▶ _Your instructions_
Where does the word "return" show up in the data? Please find each such line and copy it.

▶ _Records provided_
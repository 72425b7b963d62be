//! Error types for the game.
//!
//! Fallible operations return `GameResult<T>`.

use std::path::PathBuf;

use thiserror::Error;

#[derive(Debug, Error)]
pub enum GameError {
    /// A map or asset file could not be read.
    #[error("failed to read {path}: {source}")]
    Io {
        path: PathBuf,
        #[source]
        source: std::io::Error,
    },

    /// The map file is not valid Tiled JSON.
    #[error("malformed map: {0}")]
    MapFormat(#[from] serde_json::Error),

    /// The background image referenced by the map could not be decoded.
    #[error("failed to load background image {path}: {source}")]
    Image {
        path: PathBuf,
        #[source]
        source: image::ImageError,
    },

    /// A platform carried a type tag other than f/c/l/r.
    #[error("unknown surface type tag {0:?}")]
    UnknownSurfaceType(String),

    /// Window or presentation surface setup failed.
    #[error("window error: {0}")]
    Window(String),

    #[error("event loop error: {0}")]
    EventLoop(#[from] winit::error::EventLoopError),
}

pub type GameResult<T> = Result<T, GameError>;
* * *
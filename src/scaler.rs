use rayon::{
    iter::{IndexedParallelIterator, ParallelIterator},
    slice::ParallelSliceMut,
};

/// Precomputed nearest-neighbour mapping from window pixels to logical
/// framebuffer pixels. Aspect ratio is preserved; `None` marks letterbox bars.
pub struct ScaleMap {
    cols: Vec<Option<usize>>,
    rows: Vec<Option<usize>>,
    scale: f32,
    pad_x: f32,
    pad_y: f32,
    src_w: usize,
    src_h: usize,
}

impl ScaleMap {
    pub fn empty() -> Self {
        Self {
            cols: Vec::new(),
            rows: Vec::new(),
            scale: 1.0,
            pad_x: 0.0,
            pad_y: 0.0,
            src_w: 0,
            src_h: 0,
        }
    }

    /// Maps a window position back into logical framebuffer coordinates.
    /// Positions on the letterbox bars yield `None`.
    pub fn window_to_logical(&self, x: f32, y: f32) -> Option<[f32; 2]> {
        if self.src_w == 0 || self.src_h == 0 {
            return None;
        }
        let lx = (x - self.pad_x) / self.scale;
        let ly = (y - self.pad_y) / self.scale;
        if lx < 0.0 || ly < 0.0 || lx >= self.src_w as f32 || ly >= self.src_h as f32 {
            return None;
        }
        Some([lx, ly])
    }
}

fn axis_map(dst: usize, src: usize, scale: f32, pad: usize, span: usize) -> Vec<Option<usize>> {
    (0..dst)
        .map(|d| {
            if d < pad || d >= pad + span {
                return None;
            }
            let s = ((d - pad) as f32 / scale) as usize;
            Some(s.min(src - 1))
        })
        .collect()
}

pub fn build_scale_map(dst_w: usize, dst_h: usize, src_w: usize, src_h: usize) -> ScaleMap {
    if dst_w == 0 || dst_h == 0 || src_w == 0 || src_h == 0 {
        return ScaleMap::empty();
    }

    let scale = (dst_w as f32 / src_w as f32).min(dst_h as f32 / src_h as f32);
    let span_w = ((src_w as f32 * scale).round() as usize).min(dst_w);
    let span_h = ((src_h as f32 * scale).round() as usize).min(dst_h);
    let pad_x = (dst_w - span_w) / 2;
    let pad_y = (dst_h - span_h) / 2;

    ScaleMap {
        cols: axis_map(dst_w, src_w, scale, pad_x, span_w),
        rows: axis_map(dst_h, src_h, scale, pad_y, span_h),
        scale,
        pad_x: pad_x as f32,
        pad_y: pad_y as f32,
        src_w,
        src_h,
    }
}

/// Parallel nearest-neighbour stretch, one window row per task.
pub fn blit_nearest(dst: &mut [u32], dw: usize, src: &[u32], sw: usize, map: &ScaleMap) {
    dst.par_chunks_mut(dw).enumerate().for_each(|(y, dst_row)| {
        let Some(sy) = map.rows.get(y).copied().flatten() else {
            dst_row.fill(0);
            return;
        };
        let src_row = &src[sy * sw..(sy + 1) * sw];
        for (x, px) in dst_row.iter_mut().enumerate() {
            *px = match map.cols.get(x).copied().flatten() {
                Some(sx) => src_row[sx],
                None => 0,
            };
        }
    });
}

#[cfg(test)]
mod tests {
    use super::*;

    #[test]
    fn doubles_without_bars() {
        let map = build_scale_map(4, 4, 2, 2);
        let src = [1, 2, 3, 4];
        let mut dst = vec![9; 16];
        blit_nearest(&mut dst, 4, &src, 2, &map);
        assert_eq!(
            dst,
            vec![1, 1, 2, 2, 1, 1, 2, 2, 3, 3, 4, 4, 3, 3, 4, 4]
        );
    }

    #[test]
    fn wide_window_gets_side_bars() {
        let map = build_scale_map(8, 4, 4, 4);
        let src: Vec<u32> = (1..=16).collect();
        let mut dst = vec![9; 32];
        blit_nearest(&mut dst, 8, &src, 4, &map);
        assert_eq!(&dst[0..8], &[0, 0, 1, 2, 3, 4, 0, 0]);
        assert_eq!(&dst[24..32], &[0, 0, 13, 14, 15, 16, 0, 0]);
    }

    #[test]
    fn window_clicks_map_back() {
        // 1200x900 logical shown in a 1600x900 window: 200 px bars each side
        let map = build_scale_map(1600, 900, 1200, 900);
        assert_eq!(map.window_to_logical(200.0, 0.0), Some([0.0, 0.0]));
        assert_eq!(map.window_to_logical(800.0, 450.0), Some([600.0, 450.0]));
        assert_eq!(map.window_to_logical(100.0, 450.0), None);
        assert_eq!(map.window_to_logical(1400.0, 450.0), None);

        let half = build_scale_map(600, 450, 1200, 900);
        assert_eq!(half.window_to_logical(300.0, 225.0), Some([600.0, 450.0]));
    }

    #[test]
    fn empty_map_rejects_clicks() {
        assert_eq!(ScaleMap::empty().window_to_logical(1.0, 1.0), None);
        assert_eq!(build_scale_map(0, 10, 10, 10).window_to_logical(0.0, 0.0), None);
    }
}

▶ _Answer to the exercise_
//! Fallible operations return `GameResult<T>`.
            return None;
            return None;
                return None;
        return ScaleMap::empty();
            return;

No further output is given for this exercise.